WHAT IS REQUIRED: Out of all the lines below, count those with the word "TileLoadingConfig". Give the number only.

DATASET:
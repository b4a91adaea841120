use serde::{Deserialize, Serialize};

use crate::core::constants::DEFAULT_MAP_SERVER;
use crate::core::geo::TileCoord;

/// A `{z}/{x}/{y}.png` raster server rooted at `base`
#[derive(Debug, Clone, PartialEq, Eq, Serialize, Deserialize)]
pub struct XyzServer {
    base: String,
}

impl XyzServer {
    pub fn new(base: impl Into<String>) -> Self {
        let base = base.into();
        Self {
            base: base.trim_end_matches('/').to_string(),
        }
    }

    pub fn base(&self) -> &str {
        &self.base
    }

    /// URL of the tile at `coord`
    pub fn url(&self, coord: TileCoord) -> String {
        self.key(coord).url()
    }

    /// Key for `coord` on this server
    pub fn key(&self, coord: TileCoord) -> TileKey {
        TileKey {
            server: self.base.clone(),
            coord,
        }
    }
}

impl Default for XyzServer {
    fn default() -> Self {
        Self::new(DEFAULT_MAP_SERVER)
    }
}

/// Uniquely identifies one raster tile; its URL is the cache key
#[derive(Debug, Clone, PartialEq, Eq, Hash, Serialize, Deserialize)]
pub struct TileKey {
    pub server: String,
    pub coord: TileCoord,
}

impl TileKey {
    pub fn new(server: &XyzServer, coord: TileCoord) -> Self {
        server.key(coord)
    }

    pub fn url(&self) -> String {
        format!(
            "{}/{}/{}/{}.png",
            self.server, self.coord.z, self.coord.x, self.coord.y
        )
    }
}

#[cfg(test)]
mod tests {
    use super::*;

    #[test]
    fn test_default_server_url() {
        let server = XyzServer::default();
        assert_eq!(
            server.url(TileCoord::new(647, 1401, 12)),
            "https://tile.openstreetmap.org/12/647/1401.png"
        );
    }

    #[test]
    fn test_trailing_slash_is_trimmed() {
        let server = XyzServer::new("http://localhost:8080/tiles/");
        let key = server.key(TileCoord::new(1, 2, 3));
        assert_eq!(key.url(), "http://localhost:8080/tiles/3/1/2.png");
        assert_eq!(key.url(), server.url(key.coord));
    }
}
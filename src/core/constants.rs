//! Engine-wide constants derived from the OpenStreetMap slippy-map conventions.
//! Keeping them in a single place makes it easier to tweak the magic numbers.

use std::time::Duration;

/// Square tile size in pixels.
pub const TILE_SIZE: u32 = 256;

/// Lowest zoom level whose tiles are fetched.
pub const MIN_ZOOM: u8 = 0;

/// Highest zoom level whose tiles are fetched.
pub const MAX_ZOOM: u8 = 18;

/// The camera latitude saturates here. The projection diverges at the poles.
pub const MAX_LATITUDE: f64 = 85.0;

/// The camera longitude saturates here (no antimeridian wraparound).
pub const MAX_LONGITUDE: f64 = 180.0;

/// Extra tiles requested beyond the visible area on each axis.
pub const PREFETCH_BUFFER: u32 = 5;

/// Largest accepted prefetch buffer.
pub const MAX_PREFETCH_BUFFER: u32 = 64;

/// Wheel delta units per zoom level.
pub const WHEEL_ZOOM_DIVISOR: f64 = 200.0;

/// Quiet period before an accumulated wheel gesture commits its zoom.
pub const ZOOM_DEBOUNCE: Duration = Duration::from_millis(100);

/// The backing surface is never smaller than this.
pub const MIN_CANVAS_WIDTH: u32 = 800;
pub const MIN_CANVAS_HEIGHT: u32 = 600;

/// Coordinate readout rounding (nine decimal places).
pub const COORDINATE_PRECISION: f64 = 1e9;

/// Public OpenStreetMap tile endpoint.
pub const DEFAULT_MAP_SERVER: &str = "https://tile.openstreetmap.org";

/// Default camera props (downtown Vancouver).
pub const DEFAULT_LATITUDE: f64 = 49.2827;
pub const DEFAULT_LONGITUDE: f64 = -123.1207;
pub const DEFAULT_ZOOM: u8 = 12;
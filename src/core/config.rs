//! Configuration for a map view
//!
//! [`MapConfig`] carries the documented defaults. Hosts supply a partial
//! [`ConfigOverrides`] (typically deserialized from JSON) and merge it in with
//! [`MapConfig::merged`]. Camera and overlay props live in [`MapProps`].

use std::time::Duration;

use serde::{Deserialize, Serialize};

use crate::core::constants::{
    DEFAULT_LATITUDE, DEFAULT_LONGITUDE, DEFAULT_MAP_SERVER, DEFAULT_ZOOM, MAX_PREFETCH_BUFFER,
    MIN_CANVAS_HEIGHT, MIN_CANVAS_WIDTH, PREFETCH_BUFFER, WHEEL_ZOOM_DIVISOR, ZOOM_DEBOUNCE,
};
use crate::core::geo::{LatLng, Size};
use crate::rendering::surface::Color;
use crate::{MapError, Result};

/// Wheel and drag tuning
#[derive(Debug, Clone, PartialEq, Serialize, Deserialize)]
#[serde(default)]
pub struct InteractionConfig {
    /// Quiet period before a wheel gesture commits, in milliseconds
    pub zoom_debounce_ms: u64,
    /// Wheel delta units per zoom level
    pub wheel_zoom_divisor: f64,
    /// Fixed degrees per dragged pixel; `None` uses `1 / 2^zoom`
    pub pan_scale: Option<f64>,
}

impl InteractionConfig {
    pub fn zoom_debounce(&self) -> Duration {
        Duration::from_millis(self.zoom_debounce_ms)
    }
}

impl Default for InteractionConfig {
    fn default() -> Self {
        Self {
            zoom_debounce_ms: ZOOM_DEBOUNCE.as_millis() as u64,
            wheel_zoom_divisor: WHEEL_ZOOM_DIVISOR,
            pan_scale: None,
        }
    }
}

/// Which tiles get requested per frame
#[derive(Debug, Clone, PartialEq, Serialize, Deserialize)]
#[serde(default)]
pub struct TileLoadingConfig {
    /// Extra tiles beyond the visible area on each axis
    pub prefetch_buffer: u32,
    /// The canvas never shrinks below this
    pub min_canvas: Size,
}

impl Default for TileLoadingConfig {
    fn default() -> Self {
        Self {
            prefetch_buffer: PREFETCH_BUFFER,
            min_canvas: Size::new(MIN_CANVAS_WIDTH, MIN_CANVAS_HEIGHT),
        }
    }
}

/// Complete configuration of a map view
#[derive(Debug, Clone, PartialEq, Serialize, Deserialize)]
#[serde(default)]
pub struct MapConfig {
    /// Report `"lat, lng, zoom"` with every frame
    pub show_coordinates: bool,
    /// Mark the canvas center
    pub show_center: bool,
    /// Root of the `{z}/{x}/{y}.png` tile server
    pub map_server: String,
    /// Outline every painted tile
    pub show_tile_borders: bool,
    /// Read and write the persistent tile store
    pub use_offline_cache: bool,
    pub interaction: InteractionConfig,
    pub tiles: TileLoadingConfig,
}

impl Default for MapConfig {
    fn default() -> Self {
        Self {
            show_coordinates: true,
            show_center: true,
            map_server: DEFAULT_MAP_SERVER.to_string(),
            show_tile_borders: false,
            use_offline_cache: true,
            interaction: InteractionConfig::default(),
            tiles: TileLoadingConfig::default(),
        }
    }
}

/// Partial configuration; every `Some` field replaces the default
#[derive(Debug, Clone, Default, PartialEq, Serialize, Deserialize)]
#[serde(default, rename_all = "camelCase")]
pub struct ConfigOverrides {
    pub show_coordinates: Option<bool>,
    pub show_center: Option<bool>,
    pub map_server: Option<String>,
    #[serde(alias = "showOSMBorders")]
    pub show_tile_borders: Option<bool>,
    pub use_offline_cache: Option<bool>,
    pub zoom_debounce_ms: Option<u64>,
    pub wheel_zoom_divisor: Option<f64>,
    pub pan_scale: Option<f64>,
    pub prefetch_buffer: Option<u32>,
}

impl ConfigOverrides {
    pub fn from_json(json: &str) -> Result<Self> {
        Ok(serde_json::from_str(json)?)
    }
}

impl MapConfig {
    /// Defaults with `overrides` applied on top
    pub fn from_overrides(overrides: &ConfigOverrides) -> Self {
        Self::default().merged(overrides)
    }

    /// Applies every `Some` field of `overrides`
    pub fn merged(mut self, overrides: &ConfigOverrides) -> Self {
        if let Some(value) = overrides.show_coordinates {
            self.show_coordinates = value;
        }
        if let Some(value) = overrides.show_center {
            self.show_center = value;
        }
        if let Some(value) = &overrides.map_server {
            self.map_server = value.clone();
        }
        if let Some(value) = overrides.show_tile_borders {
            self.show_tile_borders = value;
        }
        if let Some(value) = overrides.use_offline_cache {
            self.use_offline_cache = value;
        }
        if let Some(value) = overrides.zoom_debounce_ms {
            self.interaction.zoom_debounce_ms = value;
        }
        if let Some(value) = overrides.wheel_zoom_divisor {
            self.interaction.wheel_zoom_divisor = value;
        }
        if overrides.pan_scale.is_some() {
            self.interaction.pan_scale = overrides.pan_scale;
        }
        if let Some(value) = overrides.prefetch_buffer {
            self.tiles.prefetch_buffer = value;
        }
        self
    }

    pub fn from_json(json: &str) -> Result<Self> {
        Ok(serde_json::from_str(json)?)
    }

    pub fn validate(&self) -> Result<()> {
        if self.map_server.trim().is_empty() {
            return Err(MapError::Config("map server must not be empty".into()));
        }
        let divisor = self.interaction.wheel_zoom_divisor;
        if !divisor.is_finite() || divisor <= 0.0 {
            return Err(MapError::Config(format!(
                "wheel zoom divisor must be positive, got {divisor}"
            )));
        }
        if let Some(scale) = self.interaction.pan_scale {
            if !scale.is_finite() || scale <= 0.0 {
                return Err(MapError::Config(format!(
                    "pan scale must be positive, got {scale}"
                )));
            }
        }
        if self.tiles.prefetch_buffer > MAX_PREFETCH_BUFFER {
            return Err(MapError::Config(format!(
                "prefetch buffer must be at most {MAX_PREFETCH_BUFFER}, got {}",
                self.tiles.prefetch_buffer
            )));
        }
        Ok(())
    }
}

/// A world-anchored marker with caller-owned payload
#[derive(Debug, Clone, PartialEq, Serialize, Deserialize)]
pub struct MapElement<P> {
    pub lat_lng: LatLng,
    pub payload: P,
}

impl<P> MapElement<P> {
    pub fn new(lat_lng: LatLng, payload: P) -> Self {
        Self { lat_lng, payload }
    }
}

/// A polyline overlay; `color` defaults to black.
///
/// Drawn open: the last point is not joined back to the first.
#[derive(Debug, Clone, Default, PartialEq, Serialize, Deserialize)]
pub struct MapLine {
    pub color: Option<Color>,
    pub coordinates: Vec<LatLng>,
}

impl MapLine {
    pub fn new(coordinates: Vec<LatLng>) -> Self {
        Self {
            color: None,
            coordinates,
        }
    }

    pub fn with_color(mut self, color: Color) -> Self {
        self.color = Some(color);
        self
    }
}

/// Initial camera and overlays of a map view
#[derive(Debug, Clone, PartialEq)]
pub struct MapProps<P = ()> {
    pub latitude: f64,
    pub longitude: f64,
    pub zoom: u8,
    pub map_elements: Vec<MapElement<P>>,
    pub map_lines: Vec<MapLine>,
}

impl<P> Default for MapProps<P> {
    fn default() -> Self {
        Self {
            latitude: DEFAULT_LATITUDE,
            longitude: DEFAULT_LONGITUDE,
            zoom: DEFAULT_ZOOM,
            map_elements: Vec::new(),
            map_lines: Vec::new(),
        }
    }
}

#[cfg(test)]
mod tests {
    use super::*;

    #[test]
    fn test_defaults() {
        let config = MapConfig::default();
        assert!(config.show_coordinates);
        assert!(config.show_center);
        assert!(!config.show_tile_borders);
        assert!(config.use_offline_cache);
        assert_eq!(config.map_server, "https://tile.openstreetmap.org");
        assert_eq!(config.interaction.zoom_debounce(), Duration::from_millis(100));
        assert_eq!(config.tiles.min_canvas, Size::new(800, 600));
        assert!(config.validate().is_ok());

        let props: MapProps = MapProps::default();
        assert_eq!((props.latitude, props.longitude, props.zoom), (49.2827, -123.1207, 12));
    }

    #[test]
    fn test_overrides_from_json() {
        let overrides = ConfigOverrides::from_json(
            r#"{ "showCenter": false, "mapServer": "http://localhost:8080", "showOSMBorders": true }"#,
        )
        .unwrap();
        let config = MapConfig::from_overrides(&overrides);

        assert!(!config.show_center);
        assert!(config.show_coordinates);
        assert!(config.show_tile_borders);
        assert_eq!(config.map_server, "http://localhost:8080");
    }

    #[test]
    fn test_partial_config_json_uses_defaults() {
        let config = MapConfig::from_json(r#"{ "show_coordinates": false }"#).unwrap();
        assert!(!config.show_coordinates);
        assert_eq!(config.interaction, InteractionConfig::default());
    }

    #[test]
    fn test_validation() {
        let mut config = MapConfig::default();
        config.map_server = "  ".into();
        assert!(matches!(config.validate(), Err(MapError::Config(_))));

        let config = MapConfig::default().merged(&ConfigOverrides {
            wheel_zoom_divisor: Some(0.0),
            ..Default::default()
        });
        assert!(config.validate().is_err());

        assert!(ConfigOverrides::from_json("{ not json").is_err());

        let config = MapConfig::default().merged(&ConfigOverrides {
            prefetch_buffer: Some(u32::MAX),
            ..Default::default()
        });
        assert!(matches!(config.validate(), Err(MapError::Config(_))));
        let config = MapConfig::default().merged(&ConfigOverrides {
            prefetch_buffer: Some(64),
            ..Default::default()
        });
        assert!(config.validate().is_ok());
    }
}
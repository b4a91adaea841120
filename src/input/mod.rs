pub mod debounce;
pub mod events;
pub mod handler;

// Re-export the essential types
pub use debounce::Debouncer;
pub use events::InputEvent;
pub use handler::{reduce, Action, DragState, InputController, ViewState};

ANSWER BELOW: 4